## [Listed records]
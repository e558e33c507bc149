use std::sync::Arc;
use std::time::Duration;

use tokio::sync::{mpsc, watch};
use tracing::error;

use crate::config::Config;
use crate::debounce::Debouncer;
use crate::executor::{QueryExecutor, SearchFailure, Submission};
use crate::lookup::Lookup;
use crate::model::SearchState;
use crate::presentation::{present, Presentation};
use crate::selection::SelectionMachine;

pub const DEBOUNCE_WINDOW: Duration = Duration::from_millis(100);

pub type SelectHandler = Arc<dyn Fn(&str) + Send + Sync>;

pub struct InputOptions {
    pub placeholder: Option<String>,
    pub on_select_item: SelectHandler,
}

impl InputOptions {
    pub fn new(on_select_item: impl Fn(&str) + Send + Sync + 'static) -> Self {
        Self {
            placeholder: None,
            on_select_item: Arc::new(on_select_item),
        }
    }

    pub fn with_placeholder(mut self, placeholder: impl Into<String>) -> Self {
        self.placeholder = Some(placeholder.into());
        self
    }
}

#[derive(Debug, Clone, Copy, PartialEq, Eq)]
pub struct Behavior {
    pub show_stale_errors: bool,
    pub select_error_rows: bool,
}

impl Default for Behavior {
    fn default() -> Self {
        Self {
            show_stale_errors: false,
            select_error_rows: true,
        }
    }
}

impl From<&Config> for Behavior {
    fn from(value: &Config) -> Self {
        Self {
            show_stale_errors: value.show_stale_errors,
            select_error_rows: value.select_error_rows,
        }
    }
}

/// A search box bound to one lookup source for its whole lifetime.
///
/// Every edit goes through the debouncer; each debounced query runs on its own
/// task so slow lookups may overlap. Failures are logged and forwarded on the
/// channel returned by [`TypeaheadInput::take_failures`].
pub struct TypeaheadInput {
    options: InputOptions,
    behavior: Behavior,
    text: String,
    executor: Arc<QueryExecutor>,
    debouncer: Debouncer<String>,
    failures: Option<mpsc::UnboundedReceiver<SearchFailure>>,
}

impl TypeaheadInput {
    /// Must be called from within a tokio runtime.
    pub fn new(options: InputOptions, lookup: Arc<dyn Lookup>, behavior: Behavior) -> Self {
        let executor =
            Arc::new(QueryExecutor::new(lookup).with_stale_errors(behavior.show_stale_errors));
        let (failure_tx, failure_rx) = mpsc::unbounded_channel();

        let worker_executor = Arc::clone(&executor);
        let debouncer = Debouncer::new(DEBOUNCE_WINDOW, move |query: String| {
            let submission = worker_executor.begin(&query);
            if submission == Submission::Cleared {
                return;
            }
            let executor = Arc::clone(&worker_executor);
            let failure_tx = failure_tx.clone();
            tokio::spawn(async move {
                if let Err(failure) = executor.run(submission, &query).await {
                    error!(query = %failure.query, applied = failure.applied, "{failure}");
                    let _ = failure_tx.send(failure);
                }
            });
        });

        Self {
            options,
            behavior,
            text: String::new(),
            executor,
            debouncer,
            failures: Some(failure_rx),
        }
    }

    pub fn on_input(&mut self, text: impl Into<String>) {
        self.text = text.into();
        self.debouncer.call(self.text.clone());
    }

    pub fn placeholder(&self) -> Option<&str> {
        self.options.placeholder.as_deref()
    }

    pub fn has_input(&self) -> bool {
        !self.text.is_empty()
    }

    pub fn state(&self) -> SearchState {
        self.executor.snapshot().state()
    }

    pub fn subscribe(&self) -> watch::Receiver<SelectionMachine> {
        self.executor.subscribe()
    }

    pub fn view(&self) -> Presentation {
        present(&self.state(), self.has_input())
    }

    /// Clicks the row at `index` of the current view. Returns the value passed
    /// to the selection callback, if any.
    pub fn select(&self, index: usize) -> Option<String> {
        let view = self.view();
        let value = view
            .rows()
            .get(index)?
            .selection(self.behavior.select_error_rows)?
            .to_string();
        (self.options.on_select_item)(&value);
        Some(value)
    }

    pub fn take_failures(&mut self) -> Option<mpsc::UnboundedReceiver<SearchFailure>> {
        self.failures.take()
    }

    /// Cancels the pending debounce timer. In-flight lookups run to completion.
    pub fn shutdown(&self) {
        self.debouncer.cancel();
    }

    pub fn is_shut_down(&self) -> bool {
        self.debouncer.is_cancelled()
    }
}
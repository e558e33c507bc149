use std::fmt::{Display, Formatter};
use std::future::Future;
use std::sync::Arc;

use tokio::sync::watch;
use tracing::debug;

use crate::lookup::{Lookup, LookupError};
use crate::model::{rows_from_matches, ResultRow};
use crate::selection::{SelectionMachine, Ticket};

#[derive(Debug, Clone, Copy, PartialEq, Eq)]
pub enum Outcome {
    /// Empty query; rows emptied without calling the lookup.
    Cleared,
    /// A newer search was issued before this one resolved; nothing written.
    Stale,
    /// Lookup returned no matches; the no-result row was written.
    Empty,
    /// Matches were written as rows `1..=count`.
    Results { count: usize },
}

#[derive(Debug, Clone, Copy, PartialEq, Eq)]
pub enum Submission {
    Cleared,
    Issued(Ticket),
}

/// A lookup failure, returned after the error row has been handled so callers
/// can still report it upstream.
#[derive(Debug, Clone, PartialEq, Eq)]
pub struct SearchFailure {
    pub query: String,
    pub error: LookupError,
    /// Whether the error row reached the shared state.
    pub applied: bool,
}

impl Display for SearchFailure {
    fn fmt(&self, f: &mut Formatter<'_>) -> std::fmt::Result {
        write!(f, "lookup failed for '{}': {}", self.query, self.error)
    }
}

impl std::error::Error for SearchFailure {
    fn source(&self) -> Option<&(dyn std::error::Error + 'static)> {
        Some(&self.error)
    }
}

pub struct QueryExecutor {
    lookup: Arc<dyn Lookup>,
    state: watch::Sender<SelectionMachine>,
    show_stale_errors: bool,
}

impl QueryExecutor {
    pub fn new(lookup: Arc<dyn Lookup>) -> Self {
        let (state, _) = watch::channel(SelectionMachine::default());
        Self {
            lookup,
            state,
            show_stale_errors: false,
        }
    }

    /// Let failures of superseded searches overwrite the current rows.
    pub fn with_stale_errors(mut self, show_stale_errors: bool) -> Self {
        self.show_stale_errors = show_stale_errors;
        self
    }

    pub fn subscribe(&self) -> watch::Receiver<SelectionMachine> {
        self.state.subscribe()
    }

    pub fn snapshot(&self) -> SelectionMachine {
        self.state.borrow().clone()
    }

    /// Issues the search synchronously, then resolves it. The ticket is taken
    /// when this is called, not when the returned future is first polled.
    pub fn execute<'a>(
        &'a self,
        query: &str,
    ) -> impl Future<Output = Result<Outcome, SearchFailure>> + Send + 'a {
        let submission = self.begin(query);
        let query = query.to_string();
        async move { self.run(submission, &query).await }
    }

    /// Makes `query` the current search. An empty query clears the rows
    /// right away; anything else turns loading on.
    pub fn begin(&self, query: &str) -> Submission {
        if query.is_empty() {
            self.transition(|machine| {
                machine.issue();
                machine.clear();
            });
            debug!("search cleared");
            return Submission::Cleared;
        }

        let ticket = self.transition(|machine| {
            let ticket = machine.issue();
            machine.begin_loading();
            ticket
        });
        debug!(query, generation = ticket.generation(), "search issued");
        Submission::Issued(ticket)
    }

    pub async fn run(
        &self,
        submission: Submission,
        query: &str,
    ) -> Result<Outcome, SearchFailure> {
        let ticket = match submission {
            Submission::Cleared => return Ok(Outcome::Cleared),
            Submission::Issued(ticket) => ticket,
        };

        let mut guard = LoadingGuard {
            state: &self.state,
            ticket,
            armed: true,
        };
        let result = self.lookup.lookup(query).await;

        let outcome = match result {
            Ok(matches) => {
                let count = matches.len();
                let rows = rows_from_matches(matches);
                if !self.transition(|machine| machine.settle(ticket, rows)) {
                    debug!(query, generation = ticket.generation(), "discarding stale results");
                    Ok(Outcome::Stale)
                } else if count == 0 {
                    Ok(Outcome::Empty)
                } else {
                    Ok(Outcome::Results { count })
                }
            }
            Err(error) => {
                let rows = vec![ResultRow::error(error.to_string())];
                let show_stale_errors = self.show_stale_errors;
                let applied = self.transition(|machine| {
                    if show_stale_errors {
                        machine.force_settle(rows);
                        true
                    } else {
                        machine.settle(ticket, rows)
                    }
                });
                debug!(query, applied, %error, "search failed");
                Err(SearchFailure {
                    query: query.to_string(),
                    error,
                    applied,
                })
            }
        };

        guard.armed = false;
        outcome
    }

    fn transition<R: Default>(&self, apply: impl FnOnce(&mut SelectionMachine) -> R) -> R {
        let mut out = R::default();
        self.state.send_modify(|machine| out = apply(machine));
        out
    }
}

/// Resets the loading flag if the lookup panics or the execution future is
/// dropped before it settles.
struct LoadingGuard<'a> {
    state: &'a watch::Sender<SelectionMachine>,
    ticket: Ticket,
    armed: bool,
}

impl Drop for LoadingGuard<'_> {
    fn drop(&mut self) {
        if !self.armed {
            return;
        }
        let ticket = self.ticket;
        self.state.send_if_modified(|machine| machine.release(ticket));
    }
}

## [Your objective]
When you reach the line holding "fn source(&self) ->" in the records above, begin reproducing exactly, stop after the line holding "pub fn with_stale_errors(mut", and output nothing else.

## [Final answer]
    fn source(&self) -> Option<&(dyn std::error::Error + 'static)> {
        Some(&self.error)
    }
}

pub struct QueryExecutor {
    lookup: Arc<dyn Lookup>,
    state: watch::Sender<SelectionMachine>,
    show_stale_errors: bool,
}

impl QueryExecutor {
    pub fn new(lookup: Arc<dyn Lookup>) -> Self {
        let (state, _) = watch::channel(SelectionMachine::default());
        Self {
            lookup,
            state,
            show_stale_errors: false,
        }
    }

    /// Let failures of superseded searches overwrite the current rows.
    pub fn with_stale_errors(mut self, show_stale_errors: bool) -> Self {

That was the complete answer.